Когда подошли к Огути, старший колонны собрал всех на пустыре и объявил пятнадцатиминутную передышку. Сюда уже доносился запах гари. Сэцуко устало опустилась на траву и внезапно почувствовала сильный озноб. Она закрыла глаза, и ей показалось, будто вокруг колеблются языки зеленого пламени. Ей почудилось, что снова она слышит голос Савабэ: "Держись и ни в коем случае не отставай от колонны!" — "Спасибо, со мной все в порядке", — беззвучно прошептала она в ответ. Старший колонны поднялся и объявил: "Скорамы вступим в зону, подвергшуюся бомбежке. Внимательно глядите себе под ноги. Возьмитесь за руки и старайтесь не отставать от идущих впереди. Каждый, кто будет покидать колонну, должен предупредить соседа.
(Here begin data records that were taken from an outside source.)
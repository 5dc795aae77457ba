use axum::{
    extract::{Path, Query as QueryParams, State},
    routing::{get, post},
    Json, Router,
};
use serde::Deserialize;
use serde_json::{json, Value};

use crate::auth::CurrentUser;
use crate::db::{schema, Query};
use crate::error::{AppError, Result};
use crate::insights;
use crate::server::AppState;

/// Served when the recommended template is missing from the table.
const FALLBACK_TEMPLATE: &str = "kpt";

const CATEGORIES: &[(&str, &str)] = &[
    ("기본", "기본 회고"),
    ("심화", "심화 회고"),
    ("감정", "감정 회고"),
    ("분석", "분석 회고"),
    ("정기", "정기 회고"),
];

pub fn router() -> Router<AppState> {
    Router::new()
        .route("/", get(list_templates))
        .route("/categories", get(list_categories))
        .route("/popular", get(popular_templates))
        .route("/recommend", post(recommend_template))
        .route("/:id", get(get_template))
}

#[derive(Debug, Deserialize)]
pub struct CategoryFilter {
    pub category: Option<String>,
}

#[derive(Debug, Deserialize)]
pub struct RecommendRequest {
    #[serde(default)]
    pub recent_moods: Vec<String>,
    #[serde(default)]
    pub space_type: Option<String>,
}

#[derive(Debug, Deserialize)]
pub struct LimitParams {
    #[serde(default = "default_popular")]
    pub limit: usize,
}

fn default_popular() -> usize {
    3
}

async fn list_templates(
    State(state): State<AppState>,
    CurrentUser(_): CurrentUser,
    QueryParams(filter): QueryParams<CategoryFilter>,
) -> Result<Json<Value>> {
    let mut query = Query::table(schema::REFLECTION_TEMPLATES).eq("is_active", true);
    if let Some(category) = filter.category {
        query = query.eq("category", category);
    }
    let rows = state.db.select(&query.order_desc("usage_count")).await?;
    Ok(Json(Value::Array(rows.rows)))
}

async fn get_template(
    State(state): State<AppState>,
    CurrentUser(_): CurrentUser,
    Path(id): Path<String>,
) -> Result<Json<Value>> {
    let template = state
        .db
        .select_one(
            &Query::table(schema::REFLECTION_TEMPLATES)
                .eq("id", id.as_str())
                .eq("is_active", true),
        )
        .await?
        .ok_or_else(|| AppError::not_found("Template"))?;
    Ok(Json(template))
}

async fn recommend_template(
    State(state): State<AppState>,
    CurrentUser(_): CurrentUser,
    Json(req): Json<RecommendRequest>,
) -> Result<Json<Value>> {
    let template_id = insights::recommend_template(&req.recent_moods, req.space_type.as_deref());
    let mut template = None;
    for id in [template_id, FALLBACK_TEMPLATE] {
        template = state
            .db
            .select_one(&Query::table(schema::REFLECTION_TEMPLATES).eq("id", id))
            .await?;
        if template.is_some() {
            break;
        }
    }
    let mut template = template.ok_or_else(|| AppError::not_found("Template"))?;
    if let Value::Object(map) = &mut template {
        map.insert("is_ai_recommended".into(), json!(true));
    }
    Ok(Json(template))
}

async fn list_categories(CurrentUser(_): CurrentUser) -> Json<Value> {
    let categories: Vec<Value> = CATEGORIES
        .iter()
        .map(|(id, name)| json!({ "id": id, "name": name }))
        .collect();
    Json(json!({ "categories": categories }))
}

async fn popular_templates(
    State(state): State<AppState>,
    CurrentUser(_): CurrentUser,
    QueryParams(params): QueryParams<LimitParams>,
) -> Result<Json<Value>> {
    let query = Query::table(schema::REFLECTION_TEMPLATES)
        .select(&["id", "name", "category", "usage_count"])
        .eq("is_active", true)
        .order_desc("usage_count")
        .limit(params.limit);
    let rows = state.db.select(&query).await?;
    Ok(Json(json!({ "templates": rows.rows })))
}
//! Activity crawler: collects listings from each source concurrently,
//! enriches them and stores them deduplicated by URL.

pub mod enrich;
pub mod sources;

use async_trait::async_trait;
use chrono::{NaiveDate, Utc};
use serde::Serialize;
use serde_json::{json, Value};
use tokio::task::JoinSet;
use tracing::{error, info, warn};

use crate::db::{schema, Database, Query};
use crate::error::Result;
use crate::metrics::{self, MetricName};

/// A listing as a source reports it, before enrichment.
#[derive(Debug, Clone, PartialEq)]
pub struct RawListing {
    pub title: String,
    pub organization: String,
    pub category: String,
    pub kind: String,
    pub description: String,
    pub application_end_date: Option<NaiveDate>,
    pub fields: Vec<String>,
    pub prize_money: i64,
    pub url: String,
    pub difficulty_level: String,
}

#[async_trait]
pub trait ActivitySource: Send + Sync {
    /// Stored as the activity's `source`.
    fn source_name(&self) -> &'static str;

    async fn fetch_activities(&self, today: NaiveDate) -> Result<Vec<RawListing>>;
}

#[derive(Debug, Clone, Default, Serialize, PartialEq)]
pub struct CrawlReport {
    pub collected: usize,
    pub saved: usize,
    pub updated: usize,
    pub errors: Vec<String>,
}

/// Activity row for a listing: keywords, tags and majors derived from its fields.
pub fn to_activity(source: &str, listing: &RawListing) -> Value {
    let text = format!("{} {}", listing.title, listing.description);
    let fields = if listing.fields.is_empty() {
        enrich::extract_fields(&text)
    } else {
        listing.fields.clone()
    };
    json!({
        "title": listing.title,
        "organization": listing.organization,
        "category": listing.category,
        "type": listing.kind,
        "description": listing.description,
        "application_end_date": listing.application_end_date.map(|d| d.to_string()),
        "field": fields,
        "keywords": enrich::extract_keywords(&text, &fields),
        "tags": fields,
        "prize_money": listing.prize_money,
        "url": listing.url,
        "source": source,
        "status": "active",
        "crawled_at": Utc::now().to_rfc3339(),
        "difficulty_level": listing.difficulty_level,
        "recommended_majors": enrich::recommended_majors(&fields),
    })
}

/// Inserts a new activity or updates the one already stored under its URL.
/// Returns `true` for an insert.
pub async fn save_activity(db: &dyn Database, activity: Value) -> Result<bool> {
    let url = activity.get("url").and_then(Value::as_str).unwrap_or_default().to_string();
    let existing = db
        .select_one(&Query::table(schema::ACTIVITIES).select(&["id"]).eq("url", url.as_str()))
        .await?;
    match existing.as_ref().and_then(|row| row.get("id")).cloned() {
        Some(id) => {
            db.update(&Query::table(schema::ACTIVITIES).eq("id", id), activity).await?;
            Ok(false)
        }
        None => {
            db.insert_one(schema::ACTIVITIES, activity).await?;
            Ok(true)
        }
    }
}

/// Fetches every source in parallel, then stores what was collected.
/// A failing source is logged and skipped.
pub async fn run_crawl(
    db: &dyn Database,
    sources: Vec<Box<dyn ActivitySource>>,
    today: NaiveDate,
) -> Result<CrawlReport> {
    let mut report = CrawlReport::default();
    let mut tasks = JoinSet::new();
    for source in sources {
        tasks.spawn(async move {
            let name = source.source_name();
            (name, source.fetch_activities(today).await)
        });
    }

    let mut activities = Vec::new();
    while let Some(joined) = tasks.join_next().await {
        match joined {
            Ok((name, Ok(listings))) => {
                info!(source = name, count = listings.len(), "Source crawled");
                activities.extend(listings.iter().map(|l| to_activity(name, l)));
            }
            Ok((name, Err(e))) => {
                error!(source = name, error = %e, "Source failed");
                metrics::increment_labeled(MetricName::CrawlerErrors, "source", name.to_string());
                report.errors.push(format!("{name}: {e}"));
            }
            Err(e) => {
                error!(error = %e, "Crawl task panicked");
                report.errors.push(format!("task: {e}"));
            }
        }
    }
    report.collected = activities.len();
    info!(collected = report.collected, "Saving crawled activities");

    for activity in activities {
        let title = activity.get("title").and_then(Value::as_str).unwrap_or_default().to_string();
        match save_activity(db, activity).await {
            Ok(true) => {
                report.saved += 1;
                metrics::increment(MetricName::ActivitiesSaved, 1);
            }
            Ok(false) => {
                report.updated += 1;
                metrics::increment(MetricName::ActivitiesUpdated, 1);
            }
            Err(e) => {
                warn!(%title, error = %e, "Failed to store activity");
                report.errors.push(format!("{title}: {e}"));
            }
        }
    }
    info!(
        saved = report.saved,
        updated = report.updated,
        errors = report.errors.len(),
        "Crawl finished"
    );
    Ok(report)
}

#[cfg(test)]
mod tests {
    use super::*;

    fn listing(fields: &[&str]) -> RawListing {
        RawListing {
            title: "React 웹개발 해커톤".to_string(),
            organization: "PROOF".to_string(),
            category: "contest".to_string(),
            kind: "해커톤".to_string(),
            description: "대학생 온라인 참가".to_string(),
            application_end_date: NaiveDate::from_ymd_opt(2025, 2, 1),
            fields: fields.iter().map(|f| f.to_string()).collect(),
            prize_money: 0,
            url: "https://example.org/1".to_string(),
            difficulty_level: "beginner".to_string(),
        }
    }

    #[test]
    fn listing_fields_are_kept() {
        let row = to_activity("wevity", &listing(&["디자인"]));
        assert_eq!(row["field"], json!(["디자인"]));
        assert_eq!(row["source"], "wevity");
        assert_eq!(row["application_end_date"], "2025-02-01");
        assert_eq!(row["recommended_majors"][0], enrich::ANY_MAJOR);
    }

    #[test]
    fn missing_fields_are_detected() {
        let row = to_activity("wevity", &listing(&[]));
        assert_eq!(row["field"], json!(["IT"]));
        assert_eq!(row["keywords"], json!(["React", "웹개발", "대학생", "온라인"]));
    }
}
Итак, вперед — и не теряйте присутствия духа". Сэцуко сжала руку Хаяси и по тому, как холодна была рука подруги, поняла, что у нее самой поднялась температура.
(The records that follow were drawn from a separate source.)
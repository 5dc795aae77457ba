use axum::{
    extract::{Path, Query as QueryParams, State},
    routing::{get, post},
    Json, Router,
};
use serde::Deserialize;
use serde_json::{json, Value};

use crate::auth::CurrentUser;
use crate::db::{schema, Query};
use crate::envelope::SuccessResponse;
use crate::error::Result;
use crate::routes::{first_row, now, user_row};
use crate::server::AppState;

pub fn router() -> Router<AppState> {
    Router::new()
        .route("/", get(list_evidence).post(create_evidence))
        .route("/:id", get(get_evidence).delete(delete_evidence))
        .route("/:id/verify", post(verify_evidence))
}

/// File metadata; the file itself is uploaded to storage beforehand.
#[derive(Debug, Deserialize)]
pub struct EvidenceCreate {
    #[serde(rename = "type")]
    pub kind: String,
    pub file_name: String,
    pub file_url: String,
    #[serde(default)]
    pub file_size: Option<i64>,
    #[serde(default)]
    pub mime_type: Option<String>,
    #[serde(default)]
    pub project_id: Option<String>,
}

#[derive(Debug, Deserialize)]
pub struct EvidenceFilter {
    pub project_id: Option<String>,
}

fn scoped(id: &str, user_id: &str) -> Query {
    Query::table(schema::EVIDENCE).eq("id", id).eq("user_id", user_id)
}

async fn create_evidence(
    State(state): State<AppState>,
    CurrentUser(user_id): CurrentUser,
    Json(req): Json<EvidenceCreate>,
) -> Result<SuccessResponse<Value>> {
    let saved = state
        .db
        .insert_one(
            schema::EVIDENCE,
            json!({
                "user_id": user_id,
                "type": req.kind,
                "file_name": req.file_name,
                "file_url": req.file_url,
                "file_size": req.file_size,
                "mime_type": req.mime_type,
                "project_id": req.project_id,
            }),
        )
        .await?;
    Ok(SuccessResponse::with_message(
        json!({ "evidence": saved }),
        "Evidence created successfully",
    ))
}

async fn list_evidence(
    State(state): State<AppState>,
    CurrentUser(user_id): CurrentUser,
    QueryParams(filter): QueryParams<EvidenceFilter>,
) -> Result<SuccessResponse<Value>> {
    let mut query = Query::table(schema::EVIDENCE).eq("user_id", user_id.as_str());
    if let Some(project_id) = filter.project_id {
        query = query.eq("project_id", project_id);
    }
    let rows = state.db.select(&query.order_desc("created_at")).await?;
    Ok(SuccessResponse::new(json!({ "evidence": rows.rows })))
}

async fn get_evidence(
    State(state): State<AppState>,
    CurrentUser(user_id): CurrentUser,
    Path(id): Path<String>,
) -> Result<SuccessResponse<Value>> {
    let evidence = user_row(state.db.as_ref(), schema::EVIDENCE, &id, &user_id, "Evidence").await?;
    Ok(SuccessResponse::new(json!({ "evidence": evidence })))
}

async fn delete_evidence(
    State(state): State<AppState>,
    CurrentUser(user_id): CurrentUser,
    Path(id): Path<String>,
) -> Result<SuccessResponse<Value>> {
    let rows = state.db.delete(&scoped(&id, &user_id)).await?;
    first_row(rows, "Evidence")?;
    Ok(SuccessResponse::with_message(Value::Null, "Evidence deleted successfully"))
}

async fn verify_evidence(
    State(state): State<AppState>,
    CurrentUser(user_id): CurrentUser,
    Path(id): Path<String>,
) -> Result<SuccessResponse<Value>> {
    let rows = state
        .db
        .update(&scoped(&id, &user_id), json!({ "verified_at": now() }))
        .await?;
    Ok(SuccessResponse::with_message(
        json!({ "evidence": first_row(rows, "Evidence")? }),
        "Evidence verified successfully",
    ))
}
Не доходя до Огути, от колонны отделились девушки, проживавшие в районе Коясу. Наконец колонна вступила в Йокохаму, над которой стояло огромное облако дыма. Воздух был черен от гари — трудно было даже понять, день сейчас или ночь. Внезапно девушка, шедшая в первом ряду, дико вскрикнула и остановилась. Колонна смешалась, задние напирали на шедших впереди. Девушка чуть не наступила на труп седой старухи, лежавший прямо на дороге. Колонна взяла влево, оставив труп далеко в стороне. Проходя мимо, девушки испуганно отворачивали лица. Но спустя четверть часа трупов стало так много, что никто уже не отводил глаз. Теперь все старались глядеть себе под ноги, чтобы ненароком не наступить на обгоревшие останки людей. Наконец они увидели то, что еще сегодня утром было городом. Сейчас перед ними — насколько хватал глаз — простирались свинцово-серые руины, едва освещенные пробивавшимися сквозь облако дыма лучами солнца. "Прощай, Оидзуми, мой дом рядом", — сказала Хаяси, крепко сжала руку Сэцуко и, не оглядываясь, покинула колонну. "Не падай духом!" — крикнула ей вслед Сэцуко, понимая всю бессмысленность своих слое. Дом Хаяси, вне всякого сомнения, сгорел, и разве могли спастись ее больная мать и малолетние сестры, если даже здоровые и сильные мужчины не смогли избежать смерти. Где уж тут не падать духом! Пока рядом была Хаяси, Сэцуко опиралась о ее руку, а теперь на нее сразу же навалилась такая усталость, что ноги перестали повиноваться. Она прошла еще несколько шагов, споткнулась о камень и упала. Откуда-то появился Окамото и помог ей подняться. "Мы миновали Восточную Канагаву, теперь уже близко, потерпите", — сказал он Сэцуко. "Благодарю вас, не беспокойтесь, я смогу идти сама". Рядом с Сэцуко шагала незнакомая девушка в очках. Сэцуко оглянулась. Позади никого не было. Пока она приходила в себя, задние уже обошли ее, и теперь она и Окамото замыкали колонну. Окамото крепко взял Сэцуко за руку, и у нее не хватило духу отказаться от помощи. "Держитесь, — подбадривал ее Окамото, — скоро дойдем до станции". "Скоро, скоро, — повторяла про себя Сэцуко, — но что там меня ожидает? Удалось ли матери спастись?"

Колонна вступила на мост Аоки и замерла. Отсюда уже была видна почти вся Йокохама. Но Йокохама ли это? Одни лишь дымящиеся развалины. Сэцуко с ужасом подумала о том, сколько же здесь исчезло с лица земли домов, сколько погибло людей — всего за несколько часов, — и застонала. Опираясь на руку Окамото, она стояла на мосту, не в силах сдвинуться с места, и слезы катились из ее глаз.